Food production and biodiversity
The impact of food production on biodiversity
affects every system of the planet. Land conversion
for crop and animal agriculture is the chief driver
of habitat loss, which, along with direct killing,
continues to be the leading threat to biodiversity
(48, 52, 69) (Fig. 3). Of the freshwater resources
appropriated for human use, 80% is claimed by
agriculture (4). At least one-fifth of anthropogenic
greenhouse gases are attributed to the food system
(70, 71). Agriculture is also largely responsible for
the world’s 400 dead zones, which have been
increasing in number and extent since the 1960s
(72), and agricultural pollution also affects freshwater systems worldwide (40).
Many ecosystems and biomes have fallen to
food production. Temperate grasslands are among
the hardest hit, with habitat conversion exceeding
habitat protection by a ratio of 8:1 (73). More than
half of the world’s species-rich wetlands have been
drained over the past century, largely for repurposing into agriculture (74, 75). Aquaculture operations
are driving mangrove declines (76). Freshwater biodiversity is endangered worldwide, with an estimated 10,000 to 20,000 freshwater species at risk of
extinction; river biodiversity is most threatened in
regions of intensive agriculture and dense settlement (77). Most tropical deforestation since the
1980s is due to the expansion of plantations and
ranches (50, 78). Coastal seas are critically endangered and continental shelves are endangered primarily as a result of overfishing (79), while trawlers
have additionally turned to seamount habitats (80).

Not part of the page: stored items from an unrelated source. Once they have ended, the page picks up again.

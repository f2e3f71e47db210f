pub mod feedback;
pub mod user;

pub use feedback::Feedback;
pub use user::User;
use serde::Serialize;
use sqlx::FromRow;

/// Database feedback model
#[derive(Debug, Clone, PartialEq, Serialize, FromRow)]
pub struct Feedback {
    pub id: i64,
    pub title: String,
    pub content: String,
    /// Owning username. Only `None` for rows orphaned outside this app.
    pub username: Option<String>,
}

Many commercial fisheries are depleted, most big
fish are gone, and large-scale aquaculture and livestock operations contribute to the depletion of the
ocean’s small fish for feed (80–86). Scientists recently warned of a high risk of extinction of large
ocean animals, with the chief culprit being industrial fishing (87 ). On land, steep population declines
of big herbivores and carnivores are also linked to
crop and animal agriculture (88–91). Indeed, the
two least disturbed biomes on Earth—boreal forests
and tundra (73)—are, tellingly, two biomes where
large-scale food production does not occur.
The adverse impact of livestock on the biosphere
has been extensively documented (70, 92–95).
Many people in the developed world could eat
fewer animal products, and advocacy on that front
is valuable, but for the foreseeable future the trends
point toward increasing consumption of meat, fish,
dairy, and eggs, especially in the developing world.
At the same time, so-called “landless” livestock operations (concentrated animal feeding operations)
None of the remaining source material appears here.